TASK GOAL
Among the entries below, how many lines contain the string "FileSystemDocumentLoader"? Only the number, please.

RAW DATA
//! Startup ingestion of a document directory into a queryable index.

use std::path::PathBuf;
use std::sync::Arc;

use paimon_core::Result;
use serde::{Deserialize, Serialize};

use crate::embedding::Embedder;
use crate::ingest::{EmbeddingIngestor, IngestionReport};
use crate::loader::FileSystemDocumentLoader;
use crate::rag::{RagPipeline, RetrievalConfig};
use crate::splitter::ParagraphSplitter;
use crate::store::{InMemoryStore, VectorStore};
use crate::transformer::FileNamePrefixTransformer;

/// What to do when documents cannot be loaded or indexed at startup.
#[derive(Debug, Clone, Copy, Default, PartialEq, Eq, Serialize, Deserialize)]
#[serde(rename_all = "snake_case")]
pub enum IngestFailurePolicy {
    /// Log a warning and serve from an empty index.
    #[default]
    Degrade,
    /// Abort startup with the error.
    FailFast,
}

/// Knowledge base configuration.
#[derive(Debug, Clone, Serialize, Deserialize)]
#[serde(default)]
pub struct KnowledgeBaseConfig {
    /// Directory holding the source documents.
    pub docs_dir: PathBuf,
    /// Maximum segment size in characters.
    pub max_segment_size: usize,
    /// Maximum overlap between adjacent segments in characters.
    pub max_overlap: usize,
    /// Segments per embedding call.
    pub batch_size: usize,
    /// Retrieval settings.
    #[serde(flatten)]
    pub retrieval: RetrievalConfig,
    /// Behavior on ingestion failure.
    pub on_ingest_failure: IngestFailurePolicy,
}

impl Default for KnowledgeBaseConfig {
    fn default() -> Self {
        Self {
            docs_dir: PathBuf::from("docs"),
            max_segment_size: 1000,
            max_overlap: 200,
            batch_size: EmbeddingIngestor::DEFAULT_BATCH_SIZE,
            retrieval: RetrievalConfig::default(),
            on_ingest_failure: IngestFailurePolicy::default(),
        }
    }
}

/// Outcome of startup ingestion.
#[derive(Debug, Clone, PartialEq, Eq)]
pub enum IngestStatus {
    /// All documents were indexed.
    Ready {
        /// Documents indexed.
        documents: usize,
        /// Segments stored.
        segments: usize,
    },
    /// Ingestion failed and the index is empty.
    Degraded {
        /// Why ingestion failed.
        reason: String,
    },
}

impl IngestStatus {
    /// Returns true if documents were indexed successfully.
    #[must_use]
    pub fn is_ready(&self) -> bool {
        matches!(self, Self::Ready { .. })
    }
}

/// An indexed document collection plus its retriever.
pub struct KnowledgeBase {
    pipeline: Arc<RagPipeline>,
    ingestor: EmbeddingIngestor,
    status: IngestStatus,
    config: KnowledgeBaseConfig,
}

impl KnowledgeBase {
    /// Loads, splits, embeds and indexes `config.docs_dir`.
    ///
    /// # Errors
    ///
    /// Returns an error for invalid splitter settings, or for any load or
    /// ingestion failure under [`IngestFailurePolicy::FailFast`].
    pub async fn bootstrap(config: KnowledgeBaseConfig, embedder: Arc<dyn Embedder>) -> Result<Self> {
        let splitter = Arc::new(ParagraphSplitter::new(
            config.max_segment_size,
            config.max_overlap,
        )?);
        let store: Arc<dyn VectorStore> = Arc::new(InMemoryStore::new());

        let ingestor = EmbeddingIngestor::new(splitter, embedder.clone(), store.clone())
            .with_transformer(Arc::new(FileNamePrefixTransformer))
            .with_batch_size(config.batch_size);
        let pipeline = Arc::new(RagPipeline::new(embedder, store, config.retrieval.clone()));

        let mut kb = Self {
            pipeline,
            ingestor,
            status: IngestStatus::Degraded {
                reason: "not ingested".to_string(),
            },
            config,
        };
        kb.reload().await?;
        Ok(kb)
    }

    /// Re-reads the document directory and rebuilds the index from scratch.
    ///
    /// # Errors
    ///
    /// Returns an error under [`IngestFailurePolicy::FailFast`] if loading or
    /// ingestion fails.
    pub async fn reload(&mut self) -> Result<&IngestStatus> {
        let outcome = match FileSystemDocumentLoader::load_documents(&self.config.docs_dir).await {
            Ok(documents) => self.ingestor.rebuild(&documents).await,
            Err(e) => Err(e),
        };

        self.status = match outcome {
            Ok(IngestionReport {
                documents,
                segments,
            }) => IngestStatus::Ready {
                documents,
                segments,
            },
            Err(e) if self.config.on_ingest_failure == IngestFailurePolicy::Degrade => {
                tracing::warn!(
                    error = %e,
                    dir = %self.config.docs_dir.display(),
                    "Document ingestion failed, continuing with an empty index"
                );
                self.ingestor.store().clear().await?;
                IngestStatus::Degraded {
                    reason: e.to_string(),
                }
            }
            Err(e) => return Err(e),
        };

        Ok(&self.status)
    }

    /// Returns the retriever over the indexed segments.
    #[must_use]
    pub fn retriever(&self) -> Arc<RagPipeline> {
        self.pipeline.clone()
    }

    /// Returns the startup ingestion status.
    #[must_use]
    pub fn status(&self) -> &IngestStatus {
        &self.status
    }

    /// Returns the configuration.
    #[must_use]
    pub fn config(&self) -> &KnowledgeBaseConfig {
        &self.config
    }
}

TASK RESPONSE
2